//! Invitation lifecycle: issue, verify, expire, revoke and consume tokens.
//!
//! Expiry is detected lazily. The first verify or join after `expires_at`
//! persists the deactivation and reports `InvitationExpired` in the same call.

use chrono::{DateTime, Utc};
use tracing::{info, warn};
use uuid::Uuid;

use super::membership::{add_member, require_admin};
use crate::errors::DomainError;
use crate::models::group::{Group, GroupRole};
use crate::models::invitation::{
    expiry_from, GroupInvitation, InvitationState, InvitedGroupInfo, NewInvitation,
};
use crate::stores::{GroupStore, InvitationStore};

/// Outcome of verifying a token.
#[derive(Debug, Clone, PartialEq)]
pub struct VerifiedInvitation {
    pub invitation: GroupInvitation,
    pub group: InvitedGroupInfo,
    pub already_member: bool,
}

/// Outcome of joining with a token.
#[derive(Debug, Clone, PartialEq)]
pub struct InvitationJoin {
    pub group_id: Uuid,
    pub role: GroupRole,
    pub joined_at: DateTime<Utc>,
    /// True when the user was a member before this call; no row was written.
    pub already_member: bool,
}

/// Issues a new invitation valid for seven days. Admins only.
pub async fn create_invitation(
    groups: &dyn GroupStore,
    invitations: &dyn InvitationStore,
    group_id: Uuid,
    requester: Uuid,
    now: DateTime<Utc>,
) -> Result<GroupInvitation, DomainError> {
    require_admin(groups, group_id, requester).await?;

    let invitation = invitations
        .insert_invitation(NewInvitation {
            token: Uuid::new_v4(),
            group_id,
            created_by: requester,
            created_at: now,
            expires_at: Some(expiry_from(now)),
        })
        .await?;

    info!(
        group_id = %group_id,
        user_id = %requester,
        expires_at = ?invitation.expires_at,
        "Invitation created"
    );
    Ok(invitation)
}

/// Loads an active invitation and its group, applying lazy expiry.
async fn load_valid(
    groups: &dyn GroupStore,
    invitations: &dyn InvitationStore,
    token: Uuid,
    now: DateTime<Utc>,
) -> Result<(GroupInvitation, Group), DomainError> {
    let invitation = invitations
        .find_active_invitation(token)
        .await?
        .ok_or_else(|| DomainError::not_found("Invitation not found or no longer active"))?;

    match invitation.state(now) {
        InvitationState::Active => {}
        InvitationState::Expired => {
            invitations.deactivate_invitation(token).await?;
            warn!(
                group_id = %invitation.group_id,
                token = %token,
                "Invitation expired and was deactivated"
            );
            return Err(DomainError::InvitationExpired);
        }
        InvitationState::Deactivated => {
            return Err(DomainError::not_found(
                "Invitation not found or no longer active",
            ))
        }
    }

    let group = groups
        .find_group(invitation.group_id)
        .await?
        .ok_or_else(|| DomainError::not_found("Invitation not found or no longer active"))?;

    Ok((invitation, group))
}

/// Checks a token and reports whether `user_id` already belongs to the group.
pub async fn verify_invitation(
    groups: &dyn GroupStore,
    invitations: &dyn InvitationStore,
    token: Uuid,
    user_id: Uuid,
    now: DateTime<Utc>,
) -> Result<VerifiedInvitation, DomainError> {
    let (invitation, group) = load_valid(groups, invitations, token, now).await?;

    let already_member = groups.find_membership(group.id, user_id).await?.is_some();
    let member_count = groups.count_members(group.id).await?;

    Ok(VerifiedInvitation {
        invitation,
        group: InvitedGroupInfo {
            id: group.id,
            name: group.name,
            description: group.description,
            privacy: group.privacy,
            member_count,
        },
        already_member,
    })
}

/// Joins the invitation's group as a member. Idempotent for existing members.
pub async fn join_with_invitation(
    groups: &dyn GroupStore,
    invitations: &dyn InvitationStore,
    token: Uuid,
    user_id: Uuid,
    now: DateTime<Utc>,
) -> Result<InvitationJoin, DomainError> {
    let (_, group) = load_valid(groups, invitations, token, now).await?;

    if let Some(existing) = groups.find_membership(group.id, user_id).await? {
        return Ok(InvitationJoin {
            group_id: group.id,
            role: existing.role,
            joined_at: existing.joined_at,
            already_member: true,
        });
    }

    match add_member(groups, group.id, user_id, GroupRole::Member).await {
        Ok(membership) => Ok(InvitationJoin {
            group_id: group.id,
            role: membership.role,
            joined_at: membership.joined_at,
            already_member: false,
        }),
        // Lost a race with a concurrent join for the same user.
        Err(DomainError::DuplicateMembership) => {
            let existing = groups
                .find_membership(group.id, user_id)
                .await?
                .ok_or_else(|| DomainError::not_found("Membership not found"))?;
            Ok(InvitationJoin {
                group_id: group.id,
                role: existing.role,
                joined_at: existing.joined_at,
                already_member: true,
            })
        }
        Err(e) => Err(e),
    }
}

/// Deactivates an invitation of the group. Admins only.
pub async fn revoke_invitation(
    groups: &dyn GroupStore,
    invitations: &dyn InvitationStore,
    group_id: Uuid,
    token: Uuid,
    requester: Uuid,
) -> Result<(), DomainError> {
    require_admin(groups, group_id, requester).await?;

    let invitation = invitations
        .find_active_invitation(token)
        .await?
        .filter(|inv| inv.group_id == group_id)
        .ok_or_else(|| DomainError::not_found("Invitation not found"))?;

    if !invitations.deactivate_invitation(invitation.token).await? {
        return Err(DomainError::not_found("Invitation not found"));
    }

    info!(group_id = %group_id, user_id = %requester, "Invitation revoked");
    Ok(())
}

/// Active, unexpired invitations of the group. Admins only.
pub async fn list_active_invitations(
    groups: &dyn GroupStore,
    invitations: &dyn InvitationStore,
    group_id: Uuid,
    requester: Uuid,
    now: DateTime<Utc>,
) -> Result<Vec<GroupInvitation>, DomainError> {
    require_admin(groups, group_id, requester).await?;
    Ok(invitations.list_active_invitations(group_id, now).await?)
}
◇ ◇ ◇ ◇ ◇ ◇ ◇
> [Task requirements] The entries need to be set down again in full, with no word changed.

> [Output below]
//! Invitation lifecycle: issue, verify, expire, revoke and consume tokens.
//!
//! Expiry is detected lazily. The first verify or join after `expires_at`
//! persists the deactivation and reports `InvitationExpired` in the same call.

use chrono::{DateTime, Utc};
use tracing::{info, warn};
use uuid::Uuid;

use super::membership::{add_member, require_admin};
use crate::errors::DomainError;
use crate::models::group::{Group, GroupRole};
use crate::models::invitation::{
    expiry_from, GroupInvitation, InvitationState, InvitedGroupInfo, NewInvitation,
};
use crate::stores::{GroupStore, InvitationStore};

/// Outcome of verifying a token.
#[derive(Debug, Clone, PartialEq)]
pub struct VerifiedInvitation {
    pub invitation: GroupInvitation,
    pub group: InvitedGroupInfo,
    pub already_member: bool,
}

/// Outcome of joining with a token.
#[derive(Debug, Clone, PartialEq)]
pub struct InvitationJoin {
    pub group_id: Uuid,
    pub role: GroupRole,
    pub joined_at: DateTime<Utc>,
    /// True when the user was a member before this call; no row was written.
    pub already_member: bool,
}

/// Issues a new invitation valid for seven days. Admins only.
pub async fn create_invitation(
    groups: &dyn GroupStore,
    invitations: &dyn InvitationStore,
    group_id: Uuid,
    requester: Uuid,
    now: DateTime<Utc>,
) -> Result<GroupInvitation, DomainError> {
    require_admin(groups, group_id, requester).await?;

    let invitation = invitations
        .insert_invitation(NewInvitation {
            token: Uuid::new_v4(),
            group_id,
            created_by: requester,
            created_at: now,
            expires_at: Some(expiry_from(now)),
        })
        .await?;

    info!(
        group_id = %group_id,
        user_id = %requester,
        expires_at = ?invitation.expires_at,
        "Invitation created"
    );
    Ok(invitation)
}

/// Loads an active invitation and its group, applying lazy expiry.
async fn load_valid(
    groups: &dyn GroupStore,
    invitations: &dyn InvitationStore,
    token: Uuid,
    now: DateTime<Utc>,
) -> Result<(GroupInvitation, Group), DomainError> {
    let invitation = invitations
        .find_active_invitation(token)
        .await?
        .ok_or_else(|| DomainError::not_found("Invitation not found or no longer active"))?;

    match invitation.state(now) {
        InvitationState::Active => {}
        InvitationState::Expired => {
            invitations.deactivate_invitation(token).await?;
            warn!(
                group_id = %invitation.group_id,
                token = %token,
                "Invitation expired and was deactivated"
            );
            return Err(DomainError::InvitationExpired);
        }
        InvitationState::Deactivated => {
            return Err(DomainError::not_found(
                "Invitation not found or no longer active",
            ))
        }
    }

    let group = groups
        .find_group(invitation.group_id)
        .await?
        .ok_or_else(|| DomainError::not_found("Invitation not found or no longer active"))?;

    Ok((invitation, group))
}

/// Checks a token and reports whether `user_id` already belongs to the group.
pub async fn verify_invitation(
    groups: &dyn GroupStore,
    invitations: &dyn InvitationStore,
    token: Uuid,
    user_id: Uuid,
    now: DateTime<Utc>,
) -> Result<VerifiedInvitation, DomainError> {
    let (invitation, group) = load_valid(groups, invitations, token, now).await?;

    let already_member = groups.find_membership(group.id, user_id).await?.is_some();
    let member_count = groups.count_members(group.id).await?;

    Ok(VerifiedInvitation {
        invitation,
        group: InvitedGroupInfo {
            id: group.id,
            name: group.name,
            description: group.description,
            privacy: group.privacy,
            member_count,
        },
        already_member,
    })
}

/// Joins the invitation's group as a member. Idempotent for existing members.
pub async fn join_with_invitation(
    groups: &dyn GroupStore,
    invitations: &dyn InvitationStore,
    token: Uuid,
    user_id: Uuid,
    now: DateTime<Utc>,
) -> Result<InvitationJoin, DomainError> {
    let (_, group) = load_valid(groups, invitations, token, now).await?;

    if let Some(existing) = groups.find_membership(group.id, user_id).await? {
        return Ok(InvitationJoin {
            group_id: group.id,
            role: existing.role,
            joined_at: existing.joined_at,
            already_member: true,
        });
    }

    match add_member(groups, group.id, user_id, GroupRole::Member).await {
        Ok(membership) => Ok(InvitationJoin {
            group_id: group.id,
            role: membership.role,
            joined_at: membership.joined_at,
            already_member: false,
        }),
        // Lost a race with a concurrent join for the same user.
        Err(DomainError::DuplicateMembership) => {
            let existing = groups
                .find_membership(group.id, user_id)
                .await?
                .ok_or_else(|| DomainError::not_found("Membership not found"))?;
            Ok(InvitationJoin {
                group_id: group.id,
                role: existing.role,
                joined_at: existing.joined_at,
                already_member: true,
            })
        }
        Err(e) => Err(e),
    }
}

/// Deactivates an invitation of the group. Admins only.
pub async fn revoke_invitation(
    groups: &dyn GroupStore,
    invitations: &dyn InvitationStore,
    group_id: Uuid,
    token: Uuid,
    requester: Uuid,
) -> Result<(), DomainError> {
    require_admin(groups, group_id, requester).await?;

    let invitation = invitations
        .find_active_invitation(token)
        .await?
        .filter(|inv| inv.group_id == group_id)
        .ok_or_else(|| DomainError::not_found("Invitation not found"))?;

    if !invitations.deactivate_invitation(invitation.token).await? {
        return Err(DomainError::not_found("Invitation not found"));
    }

    info!(group_id = %group_id, user_id = %requester, "Invitation revoked");
    Ok(())
}

/// Active, unexpired invitations of the group. Admins only.
pub async fn list_active_invitations(
    groups: &dyn GroupStore,
    invitations: &dyn InvitationStore,
    group_id: Uuid,
    requester: Uuid,
    now: DateTime<Utc>,
) -> Result<Vec<GroupInvitation>, DomainError> {
    require_admin(groups, group_id, requester).await?;
    Ok(invitations.list_active_invitations(group_id, now).await?)
}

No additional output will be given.